Copy each of the records exactly; leave nothing out.
[[ Stored data, beginning ]]
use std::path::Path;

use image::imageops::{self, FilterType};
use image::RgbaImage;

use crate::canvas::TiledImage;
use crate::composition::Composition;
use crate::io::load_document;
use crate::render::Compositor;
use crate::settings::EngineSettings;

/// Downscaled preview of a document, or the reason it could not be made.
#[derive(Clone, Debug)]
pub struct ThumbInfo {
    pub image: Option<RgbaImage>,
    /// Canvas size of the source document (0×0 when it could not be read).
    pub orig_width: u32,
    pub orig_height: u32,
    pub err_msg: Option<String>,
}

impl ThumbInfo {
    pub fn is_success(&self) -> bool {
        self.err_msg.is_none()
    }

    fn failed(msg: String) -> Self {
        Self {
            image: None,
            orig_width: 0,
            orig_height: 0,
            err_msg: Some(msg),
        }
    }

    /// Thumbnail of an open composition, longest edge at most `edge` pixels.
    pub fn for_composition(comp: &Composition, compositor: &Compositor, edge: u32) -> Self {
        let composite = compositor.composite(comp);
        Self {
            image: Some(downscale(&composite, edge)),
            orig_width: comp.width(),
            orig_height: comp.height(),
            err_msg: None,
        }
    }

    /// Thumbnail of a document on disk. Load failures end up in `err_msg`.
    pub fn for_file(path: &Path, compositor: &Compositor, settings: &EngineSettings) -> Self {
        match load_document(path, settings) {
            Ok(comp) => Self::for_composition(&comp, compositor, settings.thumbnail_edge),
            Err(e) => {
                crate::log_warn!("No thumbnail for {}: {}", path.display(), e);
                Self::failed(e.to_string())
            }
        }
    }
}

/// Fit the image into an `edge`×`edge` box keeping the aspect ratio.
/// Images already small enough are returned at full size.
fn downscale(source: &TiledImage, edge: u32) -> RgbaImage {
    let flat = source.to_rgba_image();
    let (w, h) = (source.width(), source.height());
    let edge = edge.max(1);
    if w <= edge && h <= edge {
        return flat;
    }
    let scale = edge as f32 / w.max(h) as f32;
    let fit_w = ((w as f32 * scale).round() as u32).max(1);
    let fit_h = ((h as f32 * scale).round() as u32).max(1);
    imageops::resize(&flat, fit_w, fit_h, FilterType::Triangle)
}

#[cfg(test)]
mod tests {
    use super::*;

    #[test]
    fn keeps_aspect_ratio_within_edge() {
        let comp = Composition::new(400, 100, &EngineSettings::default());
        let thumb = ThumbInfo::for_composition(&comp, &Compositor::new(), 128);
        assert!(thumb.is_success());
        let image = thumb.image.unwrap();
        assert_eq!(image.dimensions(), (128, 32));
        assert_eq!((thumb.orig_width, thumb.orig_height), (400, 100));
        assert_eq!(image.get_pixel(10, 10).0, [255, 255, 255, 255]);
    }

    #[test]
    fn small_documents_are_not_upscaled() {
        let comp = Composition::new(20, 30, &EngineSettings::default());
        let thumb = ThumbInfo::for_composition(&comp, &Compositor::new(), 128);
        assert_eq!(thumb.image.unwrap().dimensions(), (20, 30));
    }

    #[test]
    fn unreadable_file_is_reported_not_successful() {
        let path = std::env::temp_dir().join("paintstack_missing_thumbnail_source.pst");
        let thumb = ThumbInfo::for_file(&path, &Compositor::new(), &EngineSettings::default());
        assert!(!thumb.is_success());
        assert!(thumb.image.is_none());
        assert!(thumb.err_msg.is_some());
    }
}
[[ Stored data, end ]]
- Result
use std::path::Path;

use image::imageops::{self, FilterType};
use image::RgbaImage;

use crate::canvas::TiledImage;
use crate::composition::Composition;
use crate::io::load_document;
use crate::render::Compositor;
use crate::settings::EngineSettings;

/// Downscaled preview of a document, or the reason it could not be made.
#[derive(Clone, Debug)]
pub struct ThumbInfo {
    pub image: Option<RgbaImage>,
    /// Canvas size of the source document (0×0 when it could not be read).
    pub orig_width: u32,
    pub orig_height: u32,
    pub err_msg: Option<String>,
}

impl ThumbInfo {
    pub fn is_success(&self) -> bool {
        self.err_msg.is_none()
    }

    fn failed(msg: String) -> Self {
        Self {
            image: None,
            orig_width: 0,
            orig_height: 0,
            err_msg: Some(msg),
        }
    }

    /// Thumbnail of an open composition, longest edge at most `edge` pixels.
    pub fn for_composition(comp: &Composition, compositor: &Compositor, edge: u32) -> Self {
        let composite = compositor.composite(comp);
        Self {
            image: Some(downscale(&composite, edge)),
            orig_width: comp.width(),
            orig_height: comp.height(),
            err_msg: None,
        }
    }

    /// Thumbnail of a document on disk. Load failures end up in `err_msg`.
    pub fn for_file(path: &Path, compositor: &Compositor, settings: &EngineSettings) -> Self {
        match load_document(path, settings) {
            Ok(comp) => Self::for_composition(&comp, compositor, settings.thumbnail_edge),
            Err(e) => {
                crate::log_warn!("No thumbnail for {}: {}", path.display(), e);
                Self::failed(e.to_string())
            }
        }
    }
}

/// Fit the image into an `edge`×`edge` box keeping the aspect ratio.
/// Images already small enough are returned at full size.
fn downscale(source: &TiledImage, edge: u32) -> RgbaImage {
    let flat = source.to_rgba_image();
    let (w, h) = (source.width(), source.height());
    let edge = edge.max(1);
    if w <= edge && h <= edge {
        return flat;
    }
    let scale = edge as f32 / w.max(h) as f32;
    let fit_w = ((w as f32 * scale).round() as u32).max(1);
    let fit_h = ((h as f32 * scale).round() as u32).max(1);
    imageops::resize(&flat, fit_w, fit_h, FilterType::Triangle)
}

#[cfg(test)]
mod tests {
    use super::*;

    #[test]
    fn keeps_aspect_ratio_within_edge() {
        let comp = Composition::new(400, 100, &EngineSettings::default());
        let thumb = ThumbInfo::for_composition(&comp, &Compositor::new(), 128);
        assert!(thumb.is_success());
        let image = thumb.image.unwrap();
        assert_eq!(image.dimensions(), (128, 32));
        assert_eq!((thumb.orig_width, thumb.orig_height), (400, 100));
        assert_eq!(image.get_pixel(10, 10).0, [255, 255, 255, 255]);
    }

    #[test]
    fn small_documents_are_not_upscaled() {
        let comp = Composition::new(20, 30, &EngineSettings::default());
        let thumb = ThumbInfo::for_composition(&comp, &Compositor::new(), 128);
        assert_eq!(thumb.image.unwrap().dimensions(), (20, 30));
    }

    #[test]
    fn unreadable_file_is_reported_not_successful() {
        let path = std::env::temp_dir().join("paintstack_missing_thumbnail_source.pst");
        let thumb = ThumbInfo::for_file(&path, &Compositor::new(), &EngineSettings::default());
        assert!(!thumb.is_success());
        assert!(thumb.image.is_none());
        assert!(thumb.err_msg.is_some());
    }
}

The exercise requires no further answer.